In literature, the success rate of VH has been reported in a range of 92–100% [24, 25, 29], even if a careful pre-operative and intra-operative functional and anatomical assessment is crucial to guide the choice between VH and DP [24]. Schneider and colleagues identified three different types of intraoperative anatomical relationship between the lower pole CV, the renal pelvis, the PUJ, and the ureter and only Schneider type 3situation with ureteral kinking and normal junction should be proposed for VH [16]. In our experience, the laparoscopic VH success rate was 90.3% and we agree with other authors that VH may be a safe, feasible, and attractive alternative to treat obstructed hydronephrosis due to polar CV [16, 24, 25, 29].

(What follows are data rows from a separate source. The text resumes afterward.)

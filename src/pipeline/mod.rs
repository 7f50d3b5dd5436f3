//! The indexing pipeline: scan, chunk, extract, register, resolve, persist.
//!
//! Per-file work (reading, chunking, extraction) runs concurrently; the
//! symbol registry is the barrier between per-file work and cross-file
//! resolution. Per-file failures degrade or skip that file, never the run.
use std::collections::{HashMap, HashSet};
use std::path::Path;
use std::sync::Arc;

use anyhow::{Context, Result};
use serde_json::json;
use tokio::task::JoinSet;
use tracing::{debug, info, warn};

use crate::chunker::{self, BoundaryAdvisor, Chunk};
use crate::config::Config;
use crate::embedder::Embedder;
use crate::extractor::{self, CodeStructure};
use crate::registry::SymbolRegistry;
use crate::resolver::{self, RelationshipEdge};
use crate::scanner::{FileRecord, FileType, IgnoreRules, Scanner, SkipReason};
use crate::sink::{GraphSink, VectorPoint, VectorSink};

/// Tally of one pipeline run.
#[derive(Debug, Default, PartialEq, Eq)]
pub struct IndexReport {
    pub discovered: usize,
    pub indexed: usize,
    pub skipped: usize,
    pub failed: usize,
    /// Files indexed without structure because extraction failed.
    pub degraded: usize,
    pub chunks_embedded: usize,
    pub embed_failures: usize,
    pub edges_emitted: usize,
}

/// Per-file result of the concurrent stage.
struct FileOutput {
    record: FileRecord,
    chunks: Vec<Chunk>,
    structure: Option<CodeStructure>,
    degraded: bool,
}

pub struct Pipeline {
    advisor: Arc<dyn BoundaryAdvisor>,
    embedder: Arc<dyn Embedder>,
    graph: Arc<dyn GraphSink>,
    vectors: Arc<dyn VectorSink>,
    config: Config,
}

impl Pipeline {
    pub fn new(
        advisor: Arc<dyn BoundaryAdvisor>,
        embedder: Arc<dyn Embedder>,
        graph: Arc<dyn GraphSink>,
        vectors: Arc<dyn VectorSink>,
        config: Config,
    ) -> Self {
        Self {
            advisor,
            embedder,
            graph,
            vectors,
            config,
        }
    }

    /// Index the tree under `root` end to end.
    pub async fn run(&self, root: &Path) -> Result<IndexReport> {
        let mut report = IndexReport::default();

        let rules = IgnoreRules::load(root);
        let outcome = Scanner::new(root, rules, self.config.max_file_size).scan();
        report.discovered = outcome.files.len() + outcome.skipped.len();
        report.skipped = outcome.skipped.len();

        let outputs = self.process_files(outcome.files, &mut report).await;

        // Registry barrier: cross-file resolution needs every structure.
        let structures: Vec<(String, CodeStructure)> = outputs
            .iter()
            .filter_map(|o| {
                o.structure
                    .as_ref()
                    .map(|s| (o.record.path.clone(), s.clone()))
            })
            .collect();
        let registry = SymbolRegistry::build(structures);
        let edges = resolver::resolve(&registry);
        report.edges_emitted = edges.len();

        self.persist_graph(&outputs, &edges).await?;
        self.embed_chunks(&outputs, &mut report).await?;

        info!(
            "Indexed {} files ({} skipped, {} failed, {} degraded), {} chunks embedded, {} edges",
            report.indexed,
            report.skipped,
            report.failed,
            report.degraded,
            report.chunks_embedded,
            report.edges_emitted
        );
        Ok(report)
    }

    /// Read, chunk and extract every file concurrently. Output order is
    /// restored by path afterwards so persistence stays deterministic.
    async fn process_files(
        &self,
        files: Vec<FileRecord>,
        report: &mut IndexReport,
    ) -> Vec<FileOutput> {
        let mut seen_paths: HashSet<String> = HashSet::new();
        let mut tasks: JoinSet<std::result::Result<FileOutput, (String, SkipReason)>> =
            JoinSet::new();

        for record in files {
            if !seen_paths.insert(record.path.clone()) {
                debug!("Duplicate path in scan output, skipping: {}", record.path);
                continue;
            }
            let advisor = Arc::clone(&self.advisor);
            tasks.spawn(async move { process_one(record, advisor).await });
        }

        let mut outputs = Vec::new();
        while let Some(joined) = tasks.join_next().await {
            match joined {
                Ok(Ok(output)) => {
                    report.indexed += 1;
                    if output.degraded {
                        report.degraded += 1;
                    }
                    outputs.push(output);
                }
                Ok(Err((path, reason))) => {
                    warn!("Skipping {path}: {}", reason.as_str());
                    report.skipped += 1;
                }
                Err(e) => {
                    warn!("File task failed: {e}");
                    report.failed += 1;
                }
            }
        }
        outputs.sort_by(|a, b| a.record.path.cmp(&b.record.path));
        outputs
    }

    /// Create one entity per file, then every resolved edge between them.
    async fn persist_graph(
        &self,
        outputs: &[FileOutput],
        edges: &[RelationshipEdge],
    ) -> Result<()> {
        let mut entity_ids: HashMap<&str, i64> = HashMap::new();
        for output in outputs {
            let record = &output.record;
            let id = self
                .graph
                .create_entity(
                    "File",
                    json!({
                        "path": record.path,
                        "file_type": record.file_type.as_str(),
                        "size_bytes": record.size_bytes,
                        "mtime": record.mtime.to_rfc3339(),
                        "chunk_count": output.chunks.len(),
                        "degraded": output.degraded,
                    }),
                )
                .await
                .with_context(|| format!("failed to persist entity for {}", record.path))?;
            entity_ids.insert(record.path.as_str(), id);
        }

        for edge in edges {
            let (Some(&from), Some(&to)) = (
                entity_ids.get(edge.source_file.as_str()),
                entity_ids.get(edge.target_file.as_str()),
            ) else {
                debug!(
                    "Edge endpoint not indexed: {} -> {}",
                    edge.source_file, edge.target_file
                );
                continue;
            };
            self.graph
                .create_edge(
                    from,
                    to,
                    edge.kind.as_str(),
                    json!({
                        "source_symbol": edge.source_symbol,
                        "target_symbol": edge.target_symbol,
                        "source_line": edge.source_line,
                        "target_line": edge.target_line,
                        "cross_file": edge.cross_file,
                    }),
                )
                .await
                .context("failed to persist edge")?;
        }
        Ok(())
    }

    /// Embed every chunk and upsert in batches. A chunk whose embedding fails
    /// is dropped from vector storage; the file keeps its graph entity.
    async fn embed_chunks(&self, outputs: &[FileOutput], report: &mut IndexReport) -> Result<()> {
        let mut batch: Vec<VectorPoint> = Vec::new();
        for output in outputs {
            for chunk in &output.chunks {
                let vector = match self.embedder.embed(&chunk.text).await {
                    Ok(v) => v,
                    Err(e) => {
                        warn!(
                            "Embedding failed for {}:{}: {e}",
                            chunk.source_file, chunk.start_offset
                        );
                        report.embed_failures += 1;
                        continue;
                    }
                };
                batch.push(VectorPoint {
                    id: format!("{}:{}", chunk.source_file, chunk.start_offset),
                    vector,
                    payload: json!({
                        "source_file": chunk.source_file,
                        "start_offset": chunk.start_offset,
                        "end_offset": chunk.end_offset,
                        "text": chunk.text,
                    }),
                });
                report.chunks_embedded += 1;

                if batch.len() >= self.config.vector_batch_size {
                    self.flush(&mut batch).await?;
                }
            }
        }
        self.flush(&mut batch).await?;
        Ok(())
    }

    async fn flush(&self, batch: &mut Vec<VectorPoint>) -> Result<()> {
        if batch.is_empty() {
            return Ok(());
        }
        self.vectors
            .upsert(&self.config.collection, std::mem::take(batch))
            .await
            .context("failed to upsert vector batch")?;
        Ok(())
    }
}

/// Read, chunk and (for code) extract one file.
async fn process_one(
    record: FileRecord,
    advisor: Arc<dyn BoundaryAdvisor>,
) -> std::result::Result<FileOutput, (String, SkipReason)> {
    let content = match tokio::fs::read_to_string(&record.absolute_path).await {
        Ok(content) => content,
        Err(e) => {
            debug!("Cannot read {}: {e}", record.path);
            return Err((record.path, SkipReason::Unreadable));
        }
    };

    let chunks = chunker::chunk(&content, record.file_type, &record.path, &*advisor).await;

    let (structure, degraded) = if record.file_type == FileType::Code {
        match extractor::extract_structure(Path::new(&record.path), &content) {
            Ok(structure) => (structure, false),
            Err(e) => {
                warn!("Extraction failed for {}: {e}", record.path);
                (None, true)
            }
        }
    } else {
        (None, false)
    };

    Ok(FileOutput {
        record,
        chunks,
        structure,
        degraded,
    })
}

#[cfg(test)]
mod tests {
    use super::*;
    use crate::chunker::NoopAdvisor;
    use crate::embedder::mock::MockEmbedder;
    use crate::sink::{MemoryGraphSink, MemoryVectorSink};
    use std::fs;
    use tempfile::tempdir;

    fn pipeline(
        graph: Arc<MemoryGraphSink>,
        vectors: Arc<MemoryVectorSink>,
    ) -> Pipeline {
        Pipeline::new(
            Arc::new(NoopAdvisor),
            Arc::new(MockEmbedder::new(8)),
            graph,
            vectors,
            Config::default(),
        )
    }

    #[tokio::test]
    async fn test_end_to_end_small_project() {
        let temp = tempdir().unwrap();
        fs::write(
            temp.path().join("utils.js"),
            "export function parse(s) { return s; }\n",
        )
        .unwrap();
        fs::write(
            temp.path().join("app.js"),
            "import { parse } from \"./utils\";\nparse(\"x\");\n",
        )
        .unwrap();

        let graph = Arc::new(MemoryGraphSink::default());
        let vectors = Arc::new(MemoryVectorSink::default());
        let report = pipeline(Arc::clone(&graph), Arc::clone(&vectors))
            .run(temp.path())
            .await
            .unwrap();

        assert_eq!(report.indexed, 2);
        assert_eq!(report.failed, 0);
        assert_eq!(graph.entity_count(), 2);
        assert!(!graph.edges_of_type("IMPORTS_RESOLVES_TO").is_empty());
        assert!(!graph.edges_of_type("CALLS_FUNCTION").is_empty());
        assert!(!graph.edges_of_type("DEPENDS_ON").is_empty());
        assert_eq!(vectors.point_count(), report.chunks_embedded);
    }

    #[tokio::test]
    async fn test_broken_file_degrades_but_keeps_chunks() {
        let temp = tempdir().unwrap();
        fs::write(temp.path().join("broken.js"), "function ((( {{{ nope").unwrap();

        let graph = Arc::new(MemoryGraphSink::default());
        let vectors = Arc::new(MemoryVectorSink::default());
        let report = pipeline(Arc::clone(&graph), Arc::clone(&vectors))
            .run(temp.path())
            .await
            .unwrap();

        assert_eq!(report.indexed, 1);
        assert_eq!(report.degraded, 1);
        assert!(report.chunks_embedded > 0);
        assert_eq!(graph.edge_count(), 0);
    }

    #[tokio::test]
    async fn test_non_code_files_have_no_structure() {
        let temp = tempdir().unwrap();
        fs::write(temp.path().join("README.md"), "# title\n\nsome prose\n").unwrap();

        let graph = Arc::new(MemoryGraphSink::default());
        let vectors = Arc::new(MemoryVectorSink::default());
        let report = pipeline(Arc::clone(&graph), Arc::clone(&vectors))
            .run(temp.path())
            .await
            .unwrap();

        assert_eq!(report.indexed, 1);
        assert_eq!(report.degraded, 0);
        assert_eq!(report.edges_emitted, 0);
        assert!(vectors.point_count() > 0);
    }

    #[tokio::test]
    async fn test_idempotent_rerun() {
        let temp = tempdir().unwrap();
        fs::write(
            temp.path().join("a.js"),
            "import { f } from \"./b\";\nf();\n",
        )
        .unwrap();
        fs::write(temp.path().join("b.js"), "export function f() {}\n").unwrap();

        let graph = Arc::new(MemoryGraphSink::default());
        let vectors = Arc::new(MemoryVectorSink::default());
        let p = pipeline(Arc::clone(&graph), Arc::clone(&vectors));

        let first = p.run(temp.path()).await.unwrap();
        let second = p.run(temp.path()).await.unwrap();
        assert_eq!(first.edges_emitted, second.edges_emitted);
        assert_eq!(first.chunks_embedded, second.chunks_embedded);
        // Vector points are upserts keyed by path and offset
        assert_eq!(vectors.point_count(), first.chunks_embedded);
    }
}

In the last two decades, the open technique for DP has gradually been replaced by laparoscopic and, more recently, by robotic-assisted repair with comparable results [19, 30]. Mini-invasive approach for the treatment of UPJO has the advantage of reconstruction under magnified vision with low morbidity regarding the postoperative pain, the shorter hospital stay and smaller incision scar [31]. In our sample, 48 pyeloplasties were performed with open technique and 49 with mini-invasive approach. The open pyeloplasties had been performed in the first years of the study when only one surgeon had mini-invasive surgery skills or in small infants with low weight, while from 2014 the laparoscopic approach became the preferred technique. The LHS was significantly shorter in patients operated on with mini-invasive surgery pyeloplasties than with open technique. No statistically significant differences were present between the two groups about the number of re-operation and, consequently, the success rate. Considering the comparable success rate and shorter LHS, we agree with other authors that mini-invasive pyeloplasty has some advantages compared to traditional open methods. In our experience, the robotic surgery was used only in 6 patients. The use of robotic surgery was related to the fact that in our institution we had the possibility to use the Da Vinci system for a 12-months-period. Robotic surgery in paediatric urology has been gained popularity since its introduction almost two decades ago, as it allows three-dimensional imaging, reduces surgeon’s tremor and involuntary movements and consents a more ergonomic position for the surgeon. As reported by several studies, robotic-assisted pyeloplasty is the most common procedure performed in paediatric urology [32, 33].

Our study does have some limitations. First of all, it has been conducted in a retrospective way with all the limits that a retrospective analysis can have, especially the lack of complete data. Moreover, we recognize that the comparison of 1 vs. 4 surgeons respectively for laparoscopic and open pyeloplasties may limit our results. Finally, we evaluated the success rate after operation only measuring the pelvic APD, without functional techniques. This limit depends on the fact that if the APD is clearly reduced after the operation we usually follow-up patients with serial ultrasound evaluations, while scintigraphy or fMRU are usually used in the doubt of persisting obstruction.

Conclusions

In hydronephrosis with CV, the Hellstrom VH could be considered a good surgical option, but only if the pre-operative and post-operative anatomical and functional assessments have been well studied. Mini-invasive and open pyeloplasties in the pediatric population have comparable success rate, with a significant difference about the length of hospital stay. In our opinion, the laparoscopic and robotic-assisted surgeries should be preferred.